Пагира поручил нас заботам молодого священника с колючими и жесткими глазами. Я догадался, что Пагира не хочет оставлять меня без присмотра. Монах отвел нас в скромное одноэтажное здание, в котором находилось четыре маленьких комнаты. Три из них были заняты – в них жили монахи. Я заметил, что в каждой келье находились по два священника.
«Да, неплохая у нас охрана», – подумал я и стал с любопытством осматривать комнату, предложенную для ночлега. Впрочем, мой интерес довольно быстро угас: обстановка в помещении оказалась очень скромной, почти спартанской. Сводчатый потолок был таким низким, что я даже втягивал шею в плечи, опасаясь удариться головой. Два матраца, застеленные одеялами, две тумбочки с выдвигающимися ящиками, аляповатая картина, уныло висящая на стене, единственное окно с большой трещиной на стекле…

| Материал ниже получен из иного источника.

pub mod dates;

use std::collections::BTreeMap;

use regex::Regex;
use scraper::{ElementRef, Html, Selector};
use tracing::debug;

use crate::config::ExtractConfig;
use crate::error::{Result, ScrapeError};
use crate::model::{Record, Records};
use dates::{find_date, DateWindow};

/// Compiled form of the extraction settings, plus the optional date filter.
#[derive(Debug, Clone)]
pub struct ParseRules {
    container_css: String,
    container: Selector,
    entry: Selector,
    id_re: Regex,
    metadata_attribute: Option<String>,
    start_date_fields: Vec<String>,
    window: Option<DateWindow>,
}

impl ParseRules {
    pub fn new(cfg: &ExtractConfig, window: Option<DateWindow>) -> Result<Self> {
        let selector = |css: &str, what: &str| {
            Selector::parse(css).map_err(|e| {
                ScrapeError::Configuration(format!("invalid {} selector `{}`: {}", what, css, e))
            })
        };
        let id_re = Regex::new(&cfg.id_pattern).map_err(|e| {
            ScrapeError::Configuration(format!("invalid id pattern `{}`: {}", cfg.id_pattern, e))
        })?;

        Ok(ParseRules {
            container_css: cfg.container.clone(),
            container: selector(&cfg.container, "container")?,
            entry: selector(&cfg.entry, "entry")?,
            id_re,
            metadata_attribute: cfg.metadata_attribute.clone(),
            start_date_fields: cfg.start_date_fields.iter().map(|f| f.to_lowercase()).collect(),
            window,
        })
    }

    pub fn container_css(&self) -> &str {
        &self.container_css
    }

    pub fn window(&self) -> Option<DateWindow> {
        self.window
    }
}

/// Parse the listing out of a page. `None` means the container is absent;
/// a container without matching entries gives an empty map.
///
/// Entries without an id, or outside the date window, are skipped.
/// A repeated id keeps the entry that comes last on the page.
pub fn parse_listing(html: &str, rules: &ParseRules) -> Option<Records> {
    let doc = Html::parse_document(html);
    let container = doc.select(&rules.container).next()?;

    let mut records = Records::new();
    let mut skipped = 0usize;
    for el in container.select(&rules.entry) {
        match parse_entry(el, rules) {
            Some(rec) => {
                records.insert(rec.id.clone(), rec);
            }
            None => skipped += 1,
        }
    }

    debug!(kept = records.len(), skipped, "parsed listing");
    Some(records)
}

fn parse_entry(el: ElementRef<'_>, rules: &ParseRules) -> Option<Record> {
    let text = normalize_text(el);
    let meta = rules
        .metadata_attribute
        .as_deref()
        .and_then(|attr| el.value().attr(attr));
    let fields = meta.map(parse_fields).unwrap_or_default();

    let id = find_id(&rules.id_re, &text).or_else(|| meta.and_then(|m| find_id(&rules.id_re, m)));
    let Some(id) = id else {
        debug!("No id in entry: {:?}", text);
        return None;
    };

    let start_date = rules
        .start_date_fields
        .iter()
        .find_map(|key| fields.get(key).and_then(|v| find_date(v)))
        .or_else(|| find_date(&text));

    if let Some(window) = rules.window {
        match start_date {
            Some(d) if window.contains(d) => {}
            Some(d) => {
                debug!("{} starts {} outside {}..={}", id, d, window.start, window.end);
                return None;
            }
            None => {
                debug!("{} has no start date, dropped by date filter", id);
                return None;
            }
        }
    }

    Some(Record {
        id,
        text,
        start_date,
        fields,
    })
}

/// Each text node trimmed, empty ones dropped, the rest concatenated.
/// Matches the text stored by earlier versions of the tool, so their
/// snapshots diff cleanly.
fn normalize_text(el: ElementRef<'_>) -> String {
    el.text().map(str::trim).collect()
}

fn find_id(re: &Regex, s: &str) -> Option<String> {
    let caps = re.captures(s)?;
    caps.get(1)
        .or_else(|| caps.get(0))
        .map(|m| m.as_str().to_string())
}

/// `Key: value` lines; keys lowercased. Lines without a colon are ignored.
pub fn parse_fields(raw: &str) -> BTreeMap<String, String> {
    raw.lines()
        .filter_map(|line| {
            let (k, v) = line.split_once(':')?;
            let k = k.trim();
            if k.is_empty() {
                return None;
            }
            Some((k.to_lowercase(), v.trim().to_string()))
        })
        .collect()
}

// ── Tests ──
use std::path::PathBuf;

use async_trait::async_trait;
use tracing::{debug, info, warn};

use crate::config::{Credential, LoginConfig, LoginStrategy, Locator};
use crate::diagnostics;
use crate::driver::{DriverError, PageDriver};
use crate::error::{LoginStep, Result, ScrapeError};
use crate::wait::{await_condition, WaitError};

/// An authenticated browser page. Closed exactly once via [`Session::close`].
pub struct Session {
    driver: Option<Box<dyn PageDriver>>,
}

impl Session {
    pub fn new(driver: Box<dyn PageDriver>) -> Self {
        Session {
            driver: Some(driver),
        }
    }

    pub fn driver(&self) -> &dyn PageDriver {
        // Only `close` takes the driver, and it consumes the session.
        match &self.driver {
            Some(d) => d.as_ref(),
            None => unreachable!("session used after close"),
        }
    }

    /// Shut the browser down. Errors are logged, not returned: there is
    /// nothing a caller could do about a browser that refuses to quit.
    pub async fn close(mut self) {
        if let Some(driver) = self.driver.take() {
            match driver.close().await {
                Ok(()) => debug!("Browser session closed"),
                Err(e) => warn!("Closing browser session failed: {}", e),
            }
        }
    }
}

impl Drop for Session {
    fn drop(&mut self) {
        if self.driver.is_some() {
            warn!("Session dropped without close; the browser may still be running");
        }
    }
}

/// Turns a fresh browser into an authenticated [`Session`].
///
/// On failure the browser has already been closed.
#[async_trait]
pub trait SessionAcquirer: Send + Sync {
    async fn acquire(&self, driver: Box<dyn PageDriver>, credential: &Credential) -> Result<Session>;
}

/// Drives the site's login form, optionally behind an "external user" choice.
pub struct BrowserLogin {
    config: LoginConfig,
    diagnostics_dir: PathBuf,
}

enum StepFailure {
    Timeout(LoginStep),
    Driver(DriverError),
}

impl From<DriverError> for StepFailure {
    fn from(e: DriverError) -> Self {
        StepFailure::Driver(e)
    }
}

impl BrowserLogin {
    pub fn new(config: LoginConfig, diagnostics_dir: impl Into<PathBuf>) -> Result<Self> {
        config.validate()?;
        Ok(BrowserLogin {
            config,
            diagnostics_dir: diagnostics_dir.into(),
        })
    }

    async fn wait_interactable(
        &self,
        driver: &dyn PageDriver,
        locator: &Locator,
        step: LoginStep,
    ) -> Result<(), StepFailure> {
        let res = await_condition(
            || interactable(driver, locator),
            self.config.step_timeout(),
            self.config.poll_interval(),
        )
        .await;
        self.step_result(res, step)
    }

    fn step_result(&self, res: Result<(), WaitError<DriverError>>, step: LoginStep) -> Result<(), StepFailure> {
        match res {
            Ok(()) => Ok(()),
            Err(WaitError::TimedOut { waited, attempts }) => {
                warn!(
                    "Timed out after {:.1}s ({} checks) waiting for {}",
                    waited.as_secs_f64(),
                    attempts,
                    step
                );
                Err(StepFailure::Timeout(step))
            }
            Err(WaitError::Failed(e)) => Err(StepFailure::Driver(e)),
        }
    }

    async fn login(&self, driver: &dyn PageDriver, credential: &Credential) -> Result<(), StepFailure> {
        let cfg = &self.config;
        driver.goto(&cfg.login_url).await?;

        match &cfg.strategy {
            LoginStrategy::Direct => {}
            LoginStrategy::ExternalUserLabel { text } => {
                let choice = Locator::LabelText(text.clone());
                self.wait_interactable(driver, &choice, LoginStep::ExternalUserChoice).await?;
                driver.click(&choice).await?;
            }
            LoginStrategy::ExternalUserButton { button } => {
                self.wait_interactable(driver, button, LoginStep::ExternalUserChoice).await?;
                driver.click(button).await?;
            }
        }

        self.wait_interactable(driver, &cfg.username, LoginStep::LoginForm).await?;
        self.wait_interactable(driver, &cfg.password, LoginStep::LoginForm).await?;
        driver.fill(&cfg.username, credential.identifier()).await?;
        driver.fill(&cfg.password, credential.secret()).await?;
        self.wait_interactable(driver, &cfg.submit, LoginStep::LoginForm).await?;
        driver.click(&cfg.submit).await?;
        debug!("Credentials submitted");

        let fragment = cfg.success_url_fragment.as_str();
        let marker = cfg.success_element.as_ref();
        let res = await_condition(
            || logged_in(driver, fragment, marker),
            cfg.step_timeout(),
            cfg.poll_interval(),
        )
        .await;
        self.step_result(res, LoginStep::PostLoginRedirect)?;

        if let Some(listing) = &cfg.listing_url {
            let here = driver.current_url().await?;
            if !here.starts_with(listing.as_str()) {
                debug!("Landed on {}, moving to listing", here);
                driver.goto(listing).await?;
            }
        }
        Ok(())
    }
}

async fn interactable(driver: &dyn PageDriver, locator: &Locator) -> Result<Option<()>, DriverError> {
    Ok(driver.is_interactable(locator).await?.then_some(()))
}

async fn logged_in(
    driver: &dyn PageDriver,
    fragment: &str,
    marker: Option<&Locator>,
) -> Result<Option<()>, DriverError> {
    if !fragment.is_empty() && driver.current_url().await?.contains(fragment) {
        return Ok(Some(()));
    }
    if let Some(marker) = marker {
        if driver.is_present(marker).await? {
            return Ok(Some(()));
        }
    }
    Ok(None)
}

#[async_trait]
impl SessionAcquirer for BrowserLogin {
    async fn acquire(&self, driver: Box<dyn PageDriver>, credential: &Credential) -> Result<Session> {
        let session = Session::new(driver);
        info!("Logging in ({:?})", self.config.strategy);

        match self.login(session.driver(), credential).await {
            Ok(()) => {
                info!("Login complete");
                Ok(session)
            }
            Err(StepFailure::Timeout(step)) => {
                let label = format!("login-{}", step).replace(' ', "-");
                let diagnostics =
                    diagnostics::capture(session.driver(), &self.diagnostics_dir, &label).await;
                session.close().await;
                Err(ScrapeError::SessionTimeout { step, diagnostics })
            }
            Err(StepFailure::Driver(e)) => {
                session.close().await;
                Err(e.into())
            }
        }
    }
}
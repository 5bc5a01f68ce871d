use std::path::PathBuf;
use std::sync::Arc;
use std::time::{Duration, Instant};

use clap::{Parser, Subcommand};
use indicatif::{ProgressBar, ProgressStyle};
use tracing::info;

use ciem_watch::diff::ChangeKind;
use ciem_watch::driver::WebDriverFactory;
use ciem_watch::model::to_snapshot;
use ciem_watch::parser::dates::DateWindow;
use ciem_watch::parser::{parse_listing, ParseRules};
use ciem_watch::store::SnapshotStore;
use ciem_watch::{ChangeSet, ScrapeOrchestrator, Settings};

#[derive(Parser)]
#[command(name = "ciem_watch", about = "Alerts on changes to the CIEM work-order scheduler")]
struct Cli {
    #[command(subcommand)]
    command: Commands,
}

#[derive(Subcommand)]
enum Commands {
    /// Log in, read the listing and print what changed since the last check
    Check {
        /// Only keep work orders starting within the next N days
        #[arg(short, long)]
        days: Option<u32>,
        /// Fail instead of committing when the listing never finished loading
        #[arg(long)]
        reject_partial: bool,
    },
    /// Print the last committed snapshot
    Snapshot,
    /// Extract records from saved markup (e.g. a diagnostics dump) without committing
    Parse {
        file: PathBuf,
        /// Only keep work orders starting within the next N days
        #[arg(short, long)]
        days: Option<u32>,
    },
}

#[tokio::main]
async fn main() -> anyhow::Result<()> {
    tracing_subscriber::fmt()
        .with_env_filter(
            tracing_subscriber::EnvFilter::try_from_default_env()
                .unwrap_or_else(|_| "info".into()),
        )
        .init();

    let t0 = Instant::now();
    let cli = Cli::parse();
    let mut settings = Settings::load()?;
    info!(
        webdriver = %settings.webdriver_url,
        snapshot = %settings.snapshot_path.display(),
        "Settings loaded"
    );

    match cli.command {
        Commands::Check { days, reject_partial } => {
            let credential = settings.credential()?;
            if let Some(days) = days {
                settings.extract.window_days = Some(days);
            }
            settings.extract.reject_partial |= reject_partial;
            let window = settings.extract.window_days.map(DateWindow::next_days);

            let factory = Arc::new(WebDriverFactory::new(&settings.webdriver_url, settings.headless));
            let orchestrator = ScrapeOrchestrator::from_settings(factory, &settings);

            let spinner = ProgressBar::new_spinner();
            spinner.set_style(ProgressStyle::default_spinner().template("{spinner:.green} {msg} [{elapsed}]")?);
            spinner.set_message("Checking scheduler...");
            spinner.enable_steady_tick(Duration::from_millis(120));
            let result = orchestrator
                .fetch_changes(credential, settings.login.clone(), window)
                .await;
            spinner.finish_and_clear();

            match result {
                Ok(report) => {
                    if let Some(warning) = &report.warning {
                        println!("Warning: {}", warning);
                    }
                    print_changes(&report.changes);
                    println!("{} work orders on the listing.", report.records);
                }
                Err(e) => {
                    println!("Check failed [{:?}]: {}", e.kind(), e);
                    if let Some(diag) = e.diagnostics() {
                        println!("Diagnostics: {}", diag);
                    }
                    return Err(e.into());
                }
            }
        }
        Commands::Snapshot => {
            let snapshot = SnapshotStore::new(&settings.snapshot_path).load()?;
            if snapshot.is_empty() {
                println!("No snapshot yet. Run 'check' first.");
            }
            for (id, text) in &snapshot {
                println!("{:<10} {}", id, text);
            }
            println!("\n{} work orders in {}", snapshot.len(), settings.snapshot_path.display());
        }
        Commands::Parse { file, days } => {
            let html = std::fs::read_to_string(&file)?;
            let window = days.or(settings.extract.window_days).map(DateWindow::next_days);
            let rules = ParseRules::new(&settings.extract, window)?;
            let Some(records) = parse_listing(&html, &rules) else {
                anyhow::bail!("container `{}` not found in {}", settings.extract.container, file.display());
            };

            for r in records.values() {
                let start = r
                    .start_date
                    .map(|d| d.format("%d/%m/%Y").to_string())
                    .unwrap_or_else(|| "-".into());
                println!("{:<10} {:<10} {}", r.id, start, r.text);
            }
            println!("\n{} records\n", records.len());

            let store = SnapshotStore::new(&settings.snapshot_path);
            let previous = store.load()?;
            let policy = ciem_watch::diff::RemovalPolicy::from_flag(settings.track_removals);
            let pending = ciem_watch::diff::diff(&previous, &to_snapshot(&records), policy);
            println!("Pending (not committed):");
            print_changes(&pending);
        }
    }

    let elapsed = t0.elapsed();
    if elapsed.as_secs() >= 1 {
        println!("\nDone in {:.1}s", elapsed.as_secs_f64());
    }
    Ok(())
}

fn print_changes(changes: &ChangeSet) {
    if changes.is_empty() {
        println!("No changes found.\n");
        return;
    }

    println!("Changes detected:");
    for entry in changes {
        let label = match entry.kind() {
            ChangeKind::Added => "new",
            ChangeKind::Modified => "modified",
            ChangeKind::Removed => "removed",
        };
        println!("{} ({}):", entry.id, label);
        println!("  Old: {}", entry.previous.as_deref().unwrap_or("-"));
        println!("  New: {}", entry.current.as_deref().unwrap_or("-"));
        println!();
    }
}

– Что, Бабиле, нравится? – этим риторическим вопросом я и не пытался скрыть своего разочарования. – Плюс к тому же еще и шесть монахов, трепетно прислушивающихся к любому шороху из наших роскошных апартаментов.
Бабиле не понял иронии, заключенной в моих словах.
– Все священники живут именно так! – серьезно произнес он. – Они постоянно молятся.
– Когда же они охраняют свой Ковчег?
– Днем и ночью. У вас не будет никаких шансов приблизиться к Ковчегу. Пагира никогда не согласится показать священную реликвию.
Через полчаса принесли еду. Она состояла из нескольких рассыпчатых лепешек серого цвета и бобов с тушеным луком и крутыми яйцами, обильно сдобренными пряностями.
– Лепешки называются: «ынджера», – пояснил Бабиле с полным ртом. – Обычно их макают в острый соус.
– Ынджера? – попытался повторить я. – Можно язык сломать.
На вкус лепешки оказались довольно пресными. Бабиле сообщил название блюда с бобами – уот. Было бы сильным преувеличением сказать, что еда мне понравилась, но я терпеливо пережевывал непривычную пищу, изредка прикладываясь к запотевшей от холода бутылке федзе. Утолив чувство голода, я опустил жалюзи на окне и, выбрав один из матрацев, незаметно задремал.
Проспав три с половиной часа, я почувствовал себя хорошо отдохнувшим и гораздо более бодрым. Взглянув на циферблат своего «сейко», я увидел, что до встречи с Пагирой остается еще сорок минут. Долгих, томительных и тревожных, по истечении которых меня должны были поставить в известность о решении аксумского первосвященника.
Я попытался угадать: каким оно будет? Что означали слова, произнесенные Пагирой: «Хоть в этом-то Брюс поступил порядочно»? Быть может, первосвященник имел в виду некую договоренность, существовавшую между Брюсом и эфиопским духовенством о неразглашении тайны Ковчега?